At COP28, governments agreed to triple global renewable capacity by 2030. This, alongside doubling energy efficiency, is possibly the most powerful action the world can take in the transition away from fossil fuels this critical decade.

To guide efforts towards the goal, governments need a clear roadmap and information on investment and climate finance needs, while civil society needs benchmarks to hold governments to account.

This report breaks down what a 1.5ºC-aligned renewables rollout would look like at the regional level and calculate the associated investment needs.

Global renewables capacity socials
This figure shows how fast renewable capacity needs to scale for 1.5ºC, compared to the capacity forecast under current policies and market conditions, and the capacity that would be reached under current 2030 targets.

In keeping with the tripling target and the Paris Agreement’s temperature goal, global renewable capacity needs to grow to 11.5 TW by 2030 – up 3.4x from 2022 levels.

To achieve this, different regions scale at different rates relative to their current renewable capacity, driven by the pace of fossil phase-out needed and future electricity demand growth.

A regional breakdown of 1 5º C compatible renewables deployment
This table shows the regional renewables deployment required by 2030 in 1.5ºC compatible pathways.

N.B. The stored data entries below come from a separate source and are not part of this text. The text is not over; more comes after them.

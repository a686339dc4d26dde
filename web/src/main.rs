//! HelpHive server binary.
//!
//! Loads configuration from the environment, connects the Postgres pool,
//! runs migrations, and serves the HTTP API until interrupted.

use anyhow::Context;
use helphive_core::environment::SystemClock;
use helphive_postgres::{PostgresAccountStore, PostgresRequestStore, run_migrations};
use helphive_web::{AppState, Config, build_router};
use sqlx::postgres::PgPoolOptions;
use std::sync::Arc;
use tracing_subscriber::{EnvFilter, layer::SubscriberExt, util::SubscriberInitExt};

#[tokio::main]
async fn main() -> anyhow::Result<()> {
    dotenvy::dotenv().ok();

    tracing_subscriber::registry()
        .with(EnvFilter::try_from_default_env().unwrap_or_else(|_| EnvFilter::new("info")))
        .with(tracing_subscriber::fmt::layer())
        .init();

    let config = Config::from_env().context("failed to load configuration")?;

    let pool = PgPoolOptions::new()
        .max_connections(config.database.max_connections)
        .connect(&config.database.url)
        .await
        .context("failed to connect to database")?;

    run_migrations(&pool)
        .await
        .context("failed to run migrations")?;

    let state = AppState::new(
        Arc::new(PostgresRequestStore::new(pool.clone())),
        Arc::new(PostgresAccountStore::new(pool)),
        Arc::new(SystemClock),
    );
    let app = build_router(state);

    let addr = config.bind_addr();
    let listener = tokio::net::TcpListener::bind(&addr)
        .await
        .with_context(|| format!("failed to bind {addr}"))?;
    tracing::info!(%addr, "listening");

    axum::serve(listener, app)
        .with_graceful_shutdown(shutdown_signal())
        .await
        .context("server error")?;

    Ok(())
}

async fn shutdown_signal() {
    if let Err(error) = tokio::signal::ctrl_c().await {
        tracing::error!(%error, "failed to install shutdown handler");
        return;
    }
    tracing::info!("shutdown signal received");
}
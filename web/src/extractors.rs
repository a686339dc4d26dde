//! Custom Axum extractors.
//!
//! Identity is asserted upstream by the auth gateway and forwarded as plain
//! headers (`x-user-id`, `x-user-role`). The extractor here only parses the
//! assertion; authorization decisions (role checks, ownership) live in the
//! lifecycle engine against the account store.
//!
//! # Examples
//!
//! ```ignore
//! use helphive_web::extractors::Identity;
//!
//! async fn handler(identity: Identity) -> Result<Json<Response>, AppError> {
//!     tracing::info!(account_id = %identity.account_id, "Processing request");
//!     Ok(Json(response))
//! }
//! ```

use crate::error::AppError;
use axum::{async_trait, extract::FromRequestParts, http::request::Parts};
use helphive_core::types::{AccountId, Role};
use uuid::Uuid;

/// Header carrying the caller's account id, set by the auth gateway.
pub const USER_ID_HEADER: &str = "x-user-id";
/// Header carrying the caller's claimed role, set by the auth gateway.
pub const USER_ROLE_HEADER: &str = "x-user-role";

/// The authenticated caller, parsed from the gateway headers.
///
/// Rejects with 401 when `x-user-id` is absent or not a UUID. The claimed
/// role is advisory only; the engine resolves the authoritative role from
/// the account store before letting a caller accept a request.
#[derive(Debug, Clone, Copy)]
pub struct Identity {
    /// The caller's account id.
    pub account_id: AccountId,
    /// The role the gateway claims for the caller, when parseable.
    pub claimed_role: Option<Role>,
}

#[async_trait]
impl<S> FromRequestParts<S> for Identity
where
    S: Send + Sync,
{
    type Rejection = AppError;

    async fn from_request_parts(parts: &mut Parts, _state: &S) -> Result<Self, Self::Rejection> {
        let account_id = parts
            .headers
            .get(USER_ID_HEADER)
            .and_then(|v| v.to_str().ok())
            .and_then(|s| Uuid::parse_str(s).ok())
            .map(AccountId::from_uuid)
            .ok_or_else(|| AppError::unauthorized("missing or malformed x-user-id header"))?;

        let claimed_role = parts
            .headers
            .get(USER_ROLE_HEADER)
            .and_then(|v| v.to_str().ok())
            .and_then(|s| s.parse().ok());

        Ok(Self {
            account_id,
            claimed_role,
        })
    }
}

#[cfg(test)]
mod tests {
    use super::*;
    use axum::http::Request;

    #[tokio::test]
    async fn test_identity_from_headers() {
        let uuid = Uuid::new_v4();
        let req = Request::builder()
            .header(USER_ID_HEADER, uuid.to_string())
            .header(USER_ROLE_HEADER, "volunteer")
            .body(())
            .expect("Valid request");

        let (mut parts, _) = req.into_parts();
        let identity = Identity::from_request_parts(&mut parts, &())
            .await
            .expect("Should extract");

        assert_eq!(*identity.account_id.as_uuid(), uuid);
        assert_eq!(identity.claimed_role, Some(Role::Volunteer));
    }

    #[tokio::test]
    async fn test_missing_user_id_is_rejected() {
        let req = Request::builder().body(()).expect("Valid request");

        let (mut parts, _) = req.into_parts();
        let result = Identity::from_request_parts(&mut parts, &()).await;

        assert!(result.is_err());
    }

    #[tokio::test]
    async fn test_malformed_user_id_is_rejected() {
        let req = Request::builder()
            .header(USER_ID_HEADER, "not-a-uuid")
            .body(())
            .expect("Valid request");

        let (mut parts, _) = req.into_parts();
        let result = Identity::from_request_parts(&mut parts, &()).await;

        assert!(result.is_err());
    }

    #[tokio::test]
    async fn test_unknown_role_is_ignored() {
        let req = Request::builder()
            .header(USER_ID_HEADER, Uuid::new_v4().to_string())
            .header(USER_ROLE_HEADER, "superadmin")
            .body(())
            .expect("Valid request");

        let (mut parts, _) = req.into_parts();
        let identity = Identity::from_request_parts(&mut parts, &())
            .await
            .expect("Should extract");

        assert_eq!(identity.claimed_role, None);
    }
}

By 2030, 11.5 TW of renewable capacity needs to be installed.

The report finds:

  • Asia makes the biggest overall contribution, providing around half (47%) of the 8.1 TW of renewable capacity additions needed globally by 2030.

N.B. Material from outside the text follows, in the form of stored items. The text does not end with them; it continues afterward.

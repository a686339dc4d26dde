//! Injected dependencies shared by the lifecycle engine and feed assembler.

use chrono::{DateTime, Utc};

/// Source of the current time.
///
/// Injected so that expiry behavior is deterministic under test; see
/// `FixedClock` and `ManualClock` in `helphive-testing`.
pub trait Clock: Send + Sync {
    /// The current instant.
    fn now(&self) -> DateTime<Utc>;
}

/// Production clock backed by the system time.
#[derive(Debug, Clone, Copy, Default)]
pub struct SystemClock;

impl SystemClock {
    /// Create a new system clock.
    #[must_use]
    pub const fn new() -> Self {
        Self
    }
}

impl Clock for SystemClock {
    fn now(&self) -> DateTime<Utc> {
        Utc::now()
    }
}
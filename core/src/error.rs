//! Error taxonomy for lifecycle and feed operations.

use crate::types::RequestStatus;
use thiserror::Error;

/// Result type alias for core operations.
pub type Result<T> = std::result::Result<T, CoreError>;

/// Error taxonomy for the request lifecycle and feed subsystem.
///
/// Every failure is reported to the caller immediately; the core never
/// retries internally. The web layer maps these onto HTTP status codes.
#[derive(Debug, Error, Clone, PartialEq)]
pub enum CoreError {
    /// Referenced request or account does not exist.
    #[error("not found")]
    NotFound,

    /// Operation is not valid for the request's current lifecycle state.
    /// Not retryable without re-fetching.
    #[error("operation not valid while request is {current}")]
    InvalidState {
        /// The state the request was observed in.
        current: RequestStatus,
    },

    /// Caller lacks the required role or ownership.
    #[error("forbidden: {reason}")]
    Forbidden {
        /// What was missing.
        reason: String,
    },

    /// Malformed input, rejected at the boundary.
    #[error("validation failed: {reason}")]
    Validation {
        /// What was wrong with the input.
        reason: String,
    },

    /// Persistence-layer constraint violation (duplicate key and the like),
    /// surfaced as a conflict rather than swallowed.
    #[error("conflict: {0}")]
    Conflict(String),

    /// Persistence-layer failure, surfaced rather than swallowed.
    #[error("store error: {0}")]
    Store(String),
}

impl CoreError {
    /// Shorthand for a forbidden error with a reason.
    #[must_use]
    pub fn forbidden(reason: impl Into<String>) -> Self {
        Self::Forbidden {
            reason: reason.into(),
        }
    }

    /// Shorthand for a validation error with a reason.
    #[must_use]
    pub fn validation(reason: impl Into<String>) -> Self {
        Self::Validation {
            reason: reason.into(),
        }
    }
}
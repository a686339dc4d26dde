//! `PostgreSQL` request store.

use crate::map_sqlx_error;
use async_trait::async_trait;
use chrono::{DateTime, Utc};
use helphive_core::error::{CoreError, Result};
use helphive_core::store::RequestStore;
use helphive_core::types::{
    AccountId, Coordinates, HelpRequest, RequestFilter, RequestId,
};
use sqlx::{PgPool, QueryBuilder};
use uuid::Uuid;

const REQUEST_COLUMNS: &str = "id, requester_id, title, description, category, urgency, \
     location_name, latitude, longitude, status, volunteer_id, created_at, expires_at, completed_at";

/// Help-request store backed by `PostgreSQL`.
///
/// Runtime-checked queries are used throughout so the workspace builds
/// without a live database.
#[derive(Clone)]
pub struct PostgresRequestStore {
    pool: PgPool,
}

impl PostgresRequestStore {
    /// Create a new store over the given connection pool.
    #[must_use]
    pub const fn new(pool: PgPool) -> Self {
        Self { pool }
    }
}

/// Raw row as stored; enums live as CHECK-constrained text columns.
#[derive(sqlx::FromRow)]
struct HelpRequestRow {
    id: Uuid,
    requester_id: Uuid,
    title: String,
    description: String,
    category: String,
    urgency: String,
    location_name: String,
    latitude: f64,
    longitude: f64,
    status: String,
    volunteer_id: Option<Uuid>,
    created_at: DateTime<Utc>,
    expires_at: DateTime<Utc>,
    completed_at: Option<DateTime<Utc>>,
}

impl TryFrom<HelpRequestRow> for HelpRequest {
    type Error = CoreError;

    fn try_from(row: HelpRequestRow) -> Result<Self> {
        // The CHECK constraints make a parse failure a corrupt row, not bad
        // input.
        let corrupt = |e: CoreError| CoreError::Store(format!("corrupt help_requests row: {e}"));
        Ok(Self {
            id: RequestId::from_uuid(row.id),
            requester_id: AccountId::from_uuid(row.requester_id),
            title: row.title,
            description: row.description,
            category: row.category.parse().map_err(corrupt)?,
            urgency: row.urgency.parse().map_err(corrupt)?,
            location_name: row.location_name,
            coordinates: Coordinates::new(row.latitude, row.longitude),
            status: row.status.parse().map_err(corrupt)?,
            volunteer_id: row.volunteer_id.map(AccountId::from_uuid),
            created_at: row.created_at,
            expires_at: row.expires_at,
            completed_at: row.completed_at,
        })
    }
}

#[async_trait]
impl RequestStore for PostgresRequestStore {
    async fn insert(&self, request: &HelpRequest) -> Result<()> {
        sqlx::query(
            "INSERT INTO help_requests \
                 (id, requester_id, title, description, category, urgency, \
                  location_name, latitude, longitude, status, volunteer_id, \
                  created_at, expires_at, completed_at) \
             VALUES ($1, $2, $3, $4, $5, $6, $7, $8, $9, $10, $11, $12, $13, $14)",
        )
        .bind(request.id.as_uuid())
        .bind(request.requester_id.as_uuid())
        .bind(&request.title)
        .bind(&request.description)
        .bind(request.category.as_str())
        .bind(request.urgency.as_str())
        .bind(&request.location_name)
        .bind(request.coordinates.latitude)
        .bind(request.coordinates.longitude)
        .bind(request.status.as_str())
        .bind(request.volunteer_id.as_ref().map(AccountId::as_uuid))
        .bind(request.created_at)
        .bind(request.expires_at)
        .bind(request.completed_at)
        .execute(&self.pool)
        .await
        .map_err(|e| map_sqlx_error("failed to insert help request", &e))?;
        Ok(())
    }

    async fn get(&self, id: RequestId) -> Result<Option<HelpRequest>> {
        let row: Option<HelpRequestRow> = sqlx::query_as(&format!(
            "SELECT {REQUEST_COLUMNS} FROM help_requests WHERE id = $1"
        ))
        .bind(id.as_uuid())
        .fetch_optional(&self.pool)
        .await
        .map_err(|e| map_sqlx_error("failed to get help request", &e))?;

        row.map(HelpRequest::try_from).transpose()
    }

    async fn list(&self, filter: &RequestFilter) -> Result<Vec<HelpRequest>> {
        let mut query = QueryBuilder::new(format!(
            "SELECT {REQUEST_COLUMNS} FROM help_requests WHERE TRUE"
        ));
        if let Some(status) = filter.status {
            query.push(" AND status = ").push_bind(status.as_str());
        }
        if let Some(requester_id) = filter.requester_id {
            query
                .push(" AND requester_id = ")
                .push_bind(*requester_id.as_uuid());
        }
        query.push(" ORDER BY created_at DESC");

        let rows: Vec<HelpRequestRow> = query
            .build_query_as()
            .fetch_all(&self.pool)
            .await
            .map_err(|e| map_sqlx_error("failed to list help requests", &e))?;

        rows.into_iter().map(HelpRequest::try_from).collect()
    }

    async fn list_by_volunteer(&self, volunteer_id: AccountId) -> Result<Vec<HelpRequest>> {
        let rows: Vec<HelpRequestRow> = sqlx::query_as(&format!(
            "SELECT {REQUEST_COLUMNS} FROM help_requests \
             WHERE volunteer_id = $1 ORDER BY created_at DESC"
        ))
        .bind(volunteer_id.as_uuid())
        .fetch_all(&self.pool)
        .await
        .map_err(|e| map_sqlx_error("failed to list requests by volunteer", &e))?;

        rows.into_iter().map(HelpRequest::try_from).collect()
    }

    async fn accept_if_open(
        &self,
        id: RequestId,
        volunteer_id: AccountId,
    ) -> Result<Option<HelpRequest>> {
        // Single-statement claim: the status check and the write are atomic,
        // so exactly one concurrent caller gets the row back.
        let row: Option<HelpRequestRow> = sqlx::query_as(&format!(
            "UPDATE help_requests \
             SET status = 'accepted', volunteer_id = $2 \
             WHERE id = $1 AND status = 'open' \
             RETURNING {REQUEST_COLUMNS}"
        ))
        .bind(id.as_uuid())
        .bind(volunteer_id.as_uuid())
        .fetch_optional(&self.pool)
        .await
        .map_err(|e| map_sqlx_error("failed to accept help request", &e))?;

        row.map(HelpRequest::try_from).transpose()
    }

    async fn complete_if_accepted(
        &self,
        id: RequestId,
        completed_at: DateTime<Utc>,
    ) -> Result<Option<HelpRequest>> {
        let row: Option<HelpRequestRow> = sqlx::query_as(&format!(
            "UPDATE help_requests \
             SET status = 'completed', completed_at = $2 \
             WHERE id = $1 AND status = 'accepted' \
             RETURNING {REQUEST_COLUMNS}"
        ))
        .bind(id.as_uuid())
        .bind(completed_at)
        .fetch_optional(&self.pool)
        .await
        .map_err(|e| map_sqlx_error("failed to complete help request", &e))?;

        row.map(HelpRequest::try_from).transpose()
    }

    async fn delete(&self, id: RequestId) -> Result<bool> {
        let result = sqlx::query("DELETE FROM help_requests WHERE id = $1")
            .bind(id.as_uuid())
            .execute(&self.pool)
            .await
            .map_err(|e| map_sqlx_error("failed to delete help request", &e))?;
        Ok(result.rows_affected() > 0)
    }

    async fn expire_overdue(&self, now: DateTime<Utc>) -> Result<u64> {
        let result = sqlx::query(
            "UPDATE help_requests SET status = 'expired' \
             WHERE status = 'open' AND expires_at < $1",
        )
        .bind(now)
        .execute(&self.pool)
        .await
        .map_err(|e| map_sqlx_error("failed to expire overdue requests", &e))?;
        Ok(result.rows_affected())
    }
}
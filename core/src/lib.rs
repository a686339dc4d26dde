//! # HelpHive Core
//!
//! Domain model and business rules for the HelpHive emergency-assistance
//! coordination platform.
//!
//! This crate contains everything with real invariants and nothing else:
//!
//! - **Types**: the [`types::HelpRequest`] entity, the closed category /
//!   urgency / status / role enumerations and the id newtypes
//! - **Distance Calculator**: pure haversine great-circle distance
//!   ([`distance::distance_km`])
//! - **Store contracts**: [`store::RequestStore`] and [`store::AccountStore`],
//!   implemented by `helphive-postgres` (production) and `helphive-testing`
//!   (in-memory, deterministic)
//! - **Lifecycle Engine**: the request state machine
//!   ([`lifecycle::LifecycleEngine`]) — creation, acceptance, completion,
//!   deletion and the expiry sweep
//! - **Feed Assembler**: the ranked, enriched request list
//!   ([`feed::FeedAssembler`])
//!
//! ## Architecture Principles
//!
//! - Explicit context: caller identity is a parameter of every operation,
//!   never ambient state
//! - Closed tagged enumerations with exhaustive matching, no string
//!   comparison in the state machine
//! - Atomic precondition checks: the stores expose conditional updates
//!   (`accept_if_open`, `complete_if_accepted`) so that two concurrent
//!   accepts can never both succeed
//! - Injected time via [`environment::Clock`] so expiry is testable
//!
//! ## State Machine
//!
//! ```text
//!             accept              complete
//!   Open ──────────────► Accepted ─────────► Completed (terminal)
//!     │
//!     │ expires_at < now (sweep)
//!     ▼
//!   Expired (terminal)
//! ```

pub mod distance;
pub mod environment;
pub mod error;
pub mod feed;
pub mod lifecycle;
pub mod store;
pub mod types;

pub use environment::{Clock, SystemClock};
pub use error::{CoreError, Result};
pub use feed::{EnrichedHelpRequest, FeedAssembler};
pub use lifecycle::LifecycleEngine;
pub use store::{AccountStore, RequestStore};
pub use types::{
    Account, AccountId, Coordinates, HelpCategory, HelpRequest, NewHelpRequest, RequestFilter,
    RequestId, RequestStatus, Role, Urgency,
};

    This represents a 3.6x regional growth rate relative to 2022 levels.

    Asia is the only region which is broadly on track to triple renewables in line with 1.5ºC by 2030. This is primarily driven by growth in China and India which compensates for laggards like South Korea, where renewable capacity is set to grow at half the rate of the region as a whole.

    However, the spree of coal-fired power plant construction in China and India is a huge concern. If this continues, it will either jeopardise a 1.5ºC-aligned power sector transition, or create large-scale stranded assets.

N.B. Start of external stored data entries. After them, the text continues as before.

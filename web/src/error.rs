//! Error types for web handlers.
//!
//! This module bridges the domain error taxonomy and HTTP responses,
//! implementing Axum's `IntoResponse` trait.

use axum::{
    Json,
    http::StatusCode,
    response::{IntoResponse, Response},
};
use helphive_core::error::CoreError;
use serde::Serialize;
use std::fmt;

/// Application error type for web handlers.
///
/// Wraps domain errors and provides HTTP-friendly error responses with a
/// JSON `{code, message}` body.
///
/// # Examples
///
/// ```ignore
/// async fn handler(State(state): State<AppState>) -> Result<Json<Data>, AppError> {
///     let request = state.engine.get(id).await?;
///     Ok(Json(request))
/// }
/// ```
#[derive(Debug)]
pub struct AppError {
    /// HTTP status code
    status: StatusCode,
    /// Error message (user-facing)
    message: String,
    /// Error code (for client error handling)
    code: String,
    /// Internal error (for logging, not exposed to client)
    #[allow(dead_code)]
    source: Option<anyhow::Error>,
}

impl AppError {
    /// Create a new application error.
    #[must_use]
    pub const fn new(status: StatusCode, message: String, code: String) -> Self {
        Self {
            status,
            message,
            code,
            source: None,
        }
    }

    /// Create a new error with a source error.
    #[must_use]
    pub fn with_source(mut self, source: anyhow::Error) -> Self {
        self.source = Some(source);
        self
    }

    /// Create a 400 Bad Request error.
    #[must_use]
    pub fn bad_request(message: impl Into<String>) -> Self {
        Self::new(
            StatusCode::BAD_REQUEST,
            message.into(),
            "BAD_REQUEST".to_string(),
        )
    }

    /// Create a 401 Unauthorized error.
    #[must_use]
    pub fn unauthorized(message: impl Into<String>) -> Self {
        Self::new(
            StatusCode::UNAUTHORIZED,
            message.into(),
            "UNAUTHORIZED".to_string(),
        )
    }

    /// Create a 403 Forbidden error.
    #[must_use]
    pub fn forbidden(message: impl Into<String>) -> Self {
        Self::new(
            StatusCode::FORBIDDEN,
            message.into(),
            "FORBIDDEN".to_string(),
        )
    }

    /// Create a 404 Not Found error.
    #[must_use]
    pub fn not_found(message: impl Into<String>) -> Self {
        Self::new(
            StatusCode::NOT_FOUND,
            message.into(),
            "NOT_FOUND".to_string(),
        )
    }

    /// Create a 409 Conflict error.
    #[must_use]
    pub fn conflict(message: impl Into<String>) -> Self {
        Self::new(
            StatusCode::CONFLICT,
            message.into(),
            "CONFLICT".to_string(),
        )
    }

    /// Create a 422 Unprocessable Entity error.
    #[must_use]
    pub fn validation(message: impl Into<String>) -> Self {
        Self::new(
            StatusCode::UNPROCESSABLE_ENTITY,
            message.into(),
            "VALIDATION_ERROR".to_string(),
        )
    }

    /// Create a 500 Internal Server Error.
    #[must_use]
    pub fn internal(message: impl Into<String>) -> Self {
        Self::new(
            StatusCode::INTERNAL_SERVER_ERROR,
            message.into(),
            "INTERNAL_SERVER_ERROR".to_string(),
        )
    }

    /// Create a 503 Service Unavailable error.
    #[must_use]
    pub fn unavailable(message: impl Into<String>) -> Self {
        Self::new(
            StatusCode::SERVICE_UNAVAILABLE,
            message.into(),
            "SERVICE_UNAVAILABLE".to_string(),
        )
    }
}

impl fmt::Display for AppError {
    fn fmt(&self, f: &mut fmt::Formatter<'_>) -> fmt::Result {
        write!(f, "[{}] {}", self.code, self.message)
    }
}

impl std::error::Error for AppError {
    fn source(&self) -> Option<&(dyn std::error::Error + 'static)> {
        self.source
            .as_ref()
            .map(|e| e.as_ref() as &(dyn std::error::Error + 'static))
    }
}

/// Map the domain taxonomy onto HTTP status codes.
impl From<CoreError> for AppError {
    fn from(err: CoreError) -> Self {
        match err {
            CoreError::NotFound => Self::not_found("request not found"),
            CoreError::InvalidState { current } => {
                Self::conflict(format!("operation not valid while request is {current}"))
            }
            CoreError::Forbidden { reason } => Self::forbidden(reason),
            CoreError::Validation { reason } => Self::validation(reason),
            CoreError::Conflict(message) => Self::conflict(message),
            CoreError::Store(message) => {
                Self::internal("An internal error occurred").with_source(anyhow::anyhow!(message))
            }
        }
    }
}

/// Error response body (JSON).
#[derive(Debug, Serialize)]
struct ErrorResponse {
    /// Error code (for client error handling).
    code: String,
    /// Human-readable error message.
    message: String,
}

impl IntoResponse for AppError {
    fn into_response(self) -> Response {
        // Log internal errors
        if self.status.is_server_error() {
            if let Some(source) = &self.source {
                tracing::error!(
                    status = %self.status,
                    code = %self.code,
                    message = %self.message,
                    error = %source,
                    "Internal server error"
                );
            } else {
                tracing::error!(
                    status = %self.status,
                    code = %self.code,
                    message = %self.message,
                    "Internal server error"
                );
            }
        }

        let body = ErrorResponse {
            code: self.code,
            message: self.message,
        };

        (self.status, Json(body)).into_response()
    }
}

/// Convert `anyhow::Error` to `AppError`.
impl From<anyhow::Error> for AppError {
    fn from(err: anyhow::Error) -> Self {
        Self::internal("An internal error occurred").with_source(err)
    }
}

  • The OECD provides the next biggest share of global capacity additions at around a third (36%).

    Renewables in the region scale at a slower rate of 3.1x due to lower electricity demand growth and a higher level of existing renewable capacity installed in 2022.

    Based on current policies, the OECD will fall around a third short of this target. Addressing this shortfall would close around 60% of the 2 TW global gap between forecast renewable growth and a 1.5°C-aligned tripling. There is particularly slow growth in Japan, where capacity will grow only 50% over the decade.
  • Sub-Saharan Africa scales relatively quickly at 6.6x due to low levels of existing renewable capacity and high energy access needs.

    Electricity demand is forecast to grow 66% per capita between 2020-2030 in the region, resulting in a renewables scale up rate that is double the global average. Achieving such a rapid renewables rollout in Sub-Saharan Africa would require significantly upscaled international climate finance.

$12 trillion needed to triple renewables in line with 1.5°C

Overall, tripling renewables in line with the 1.5°C temperature limit would require $12 trillion of investment in the power system up until 2030 – an average of $2 trillion per year starting in 2024.

Two-thirds ($8 trillion) would be invested in the installation of renewables, while around a third ($4 trillion) would be for the grid and storage infrastructure needed to support renewables. Without modernised, flexible and expanded grids, there can be no tripling.

Investment in renewables and grid expansion needs to be massively upscaled to ensure a 1.5ºC aligned transition in the power sector. In 2023, global investment reached $1 trillion, around half of annual investment needed on average between 2024-2030.

Global investment gap socials
This figure compares historical investment into renewables and grid expansion at the global level with the level needed from 2024 onwards to limit warming to 1.5ºC.

Over 2024-2030, the world is on track to invest $6.6 trillion in renewables and grids, leaving an investment shortfall of just over $5 trillion. However, the world is also set to invest over $6 trillion in fossil fuels under current policies. Shifting this money to renewables and grids could cover the investment gap entirely and put the power sector on track for 1.5ºC.

Some regions are at risk of falling behind in the effort to triple renewables due to a chronic lack of investment and international support.

This is particularly the case in Sub-Saharan Africa, where annual investment in renewables and grid expansion was around $20 billion in 2023 – just a fifth of the ~$100 billion needed each year between 2024-2030.

Without an urgent and rapid increase in finance to support renewables deployment in Africa, millions will miss out on the benefits of the renewables revolution – cleaner air, cheaper power, and increased energy security.

As governments come together to negotiate a new climate finance goal for the post-2025 period, much more needs to be done to mobilise investment in renewables and grid expansion in less wealthy countries. Without this, the pledge to triple renewables made at COP28 will ring increasingly hollow.

While scaling up renewables is key, emissions will only fall if they displace fossil fuels in the power system. As well as investing in renewables, governments must take action to end public support and subsidises for fossil fuels. COP28 fired the starting gun on a global race to triple renewables by 2030. This report sets out a roadmap at the regional level to guide the way.